While acrylics can be used on a canvas as a basecoat for oils, acrylics are not permanent on top of oils.
When I asked Suzanne McNeill what kinds of crazy, beautiful art were being created with acrylics, she gave me two examples.
1. Wonderful paintings with textures including raised surface area and glazed areas with pools of transparent medium that give it a fabulous “window” effect.
2. Faux encaustic paintings created with layers of clear Tar Gel. “This art looks like encaustic wax with embedded items and a beautiful beeswax tint. However, it’s permanent, doesn’t melt in the sun, and doesn’t need buffing,” she said.
But all those mediums can be confusing, said Neil Gwartzman. “It’s almost too much to think about. To paint with oils you need the paint, linseed oil and turpentine, and that’s it.”
GOLDEN Artists Colors, easily the industry leader in acrylic mediums, understands that selecting the right one can be overwhelming.
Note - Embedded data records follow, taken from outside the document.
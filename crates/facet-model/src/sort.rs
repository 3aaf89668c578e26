//! Sort direction and activation rank.

use std::fmt;
use std::str::FromStr;

use serde::{Deserialize, Serialize};

use crate::error::ModelError;

/// Direction of one sortable field.
#[derive(Debug, Clone, Copy, Default, PartialEq, Eq, Hash, Serialize, Deserialize)]
#[serde(rename_all = "lowercase")]
pub enum SortDirection {
    /// Field does not take part in the sort.
    #[default]
    #[serde(rename = "none")]
    Off,
    Ascending,
    Descending,
}

impl SortDirection {
    pub const fn all() -> &'static [SortDirection] {
        &[Self::Off, Self::Ascending, Self::Descending]
    }

    #[inline]
    pub const fn is_active(self) -> bool {
        !matches!(self, Self::Off)
    }

    /// Next direction in the click cycle: none -> ascending -> descending -> none.
    pub const fn cycle(self) -> Self {
        match self {
            Self::Off => Self::Ascending,
            Self::Ascending => Self::Descending,
            Self::Descending => Self::Off,
        }
    }

    pub const fn as_str(self) -> &'static str {
        match self {
            Self::Off => "none",
            Self::Ascending => "ascending",
            Self::Descending => "descending",
        }
    }
}

impl fmt::Display for SortDirection {
    fn fmt(&self, f: &mut fmt::Formatter<'_>) -> fmt::Result {
        f.write_str(self.as_str())
    }
}

impl FromStr for SortDirection {
    type Err = ModelError;

    fn from_str(s: &str) -> Result<Self, Self::Err> {
        match s.trim().to_ascii_lowercase().as_str() {
            "none" | "off" => Ok(Self::Off),
            "asc" | "ascending" => Ok(Self::Ascending),
            "desc" | "descending" => Ok(Self::Descending),
            other => Err(ModelError::UnknownDirection(other.to_string())),
        }
    }
}

/// One field of a ranked toggle group.
///
/// `rank` is the activation order among the currently active fields and
/// doubles as sort precedence (0 = primary key). It is `None` exactly when
/// the direction is [`SortDirection::Off`].
#[derive(Debug, Clone, Copy, Default, PartialEq, Eq, Hash, Serialize, Deserialize)]
pub struct RankedEntry {
    #[serde(default)]
    pub direction: SortDirection,
    #[serde(default)]
    pub rank: Option<usize>,
}

impl RankedEntry {
    pub const fn inactive() -> Self {
        Self {
            direction: SortDirection::Off,
            rank: None,
        }
    }

    pub const fn active(direction: SortDirection, rank: usize) -> Self {
        Self {
            direction,
            rank: Some(rank),
        }
    }

    /// Active entries are the ones with a direction and a finite rank.
    #[inline]
    pub fn is_active(&self) -> bool {
        self.direction.is_active() && self.rank.is_some()
    }
}

/// Which half of a live/committed pair an action targets.
#[derive(Debug, Clone, Copy, Default, PartialEq, Eq, Hash, Serialize, Deserialize)]
#[serde(rename_all = "lowercase")]
pub enum Half {
    #[default]
    Live,
    Committed,
}

#[cfg(test)]
mod tests {
    use super::*;

    #[test]
    fn direction_cycle_wraps() {
        assert_eq!(SortDirection::Off.cycle(), SortDirection::Ascending);
        assert_eq!(SortDirection::Ascending.cycle(), SortDirection::Descending);
        assert_eq!(SortDirection::Descending.cycle(), SortDirection::Off);
    }

    #[test]
    fn direction_parses_aliases() {
        assert_eq!("asc".parse::<SortDirection>(), Ok(SortDirection::Ascending));
        assert_eq!("DESC".parse::<SortDirection>(), Ok(SortDirection::Descending));
        assert_eq!("none".parse::<SortDirection>(), Ok(SortDirection::Off));
        assert!("sideways".parse::<SortDirection>().is_err());
    }

    #[test]
    fn inactive_entry_has_no_rank() {
        let entry = RankedEntry::inactive();
        assert!(!entry.is_active());
        assert_eq!(entry.rank, None);
    }
}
That’s why Patti Brady, the director of GOLDEN’s Working Artists Program, will present, “Selling Your Acrylic Aisle to All Your Customers” at NAMTA’s upcoming show. “This special workshop will help you sort through the basics and then look at some of the odd pigments and weird gels that stump the best of us,” says the workshop’s description. “Acrylics can be used by all your customers, including color pencil addicts, crafters, oil painters, and DIYs, spanning tastes from traditional to wildly contemporary.”
Altered Surfaces by Chris Cozen, published by Design Originals.
“It pictures each versatile acrylic medium, then shows how to use it and what creative effects can be achieved with it,” explains Suzanne McNeill.
Cozen follows up with two more books on projects that use acrylics – Transfers and Altered Images and Mixed Media with COLOR, also available from Design Originals.
Wendy’s Top Tips for Acrylic Artists by Wendy Jelbert, published by Search Press.
Jelbert, an artist, instructor and author, shows how acrylics can be used with watercolor or oil techniques, or with a combination of the two. Included are how-to’s for mixing colors, using tone, and creating space and distance; plus tips on painting trees, skies, water, coastal scenes, flowers and more.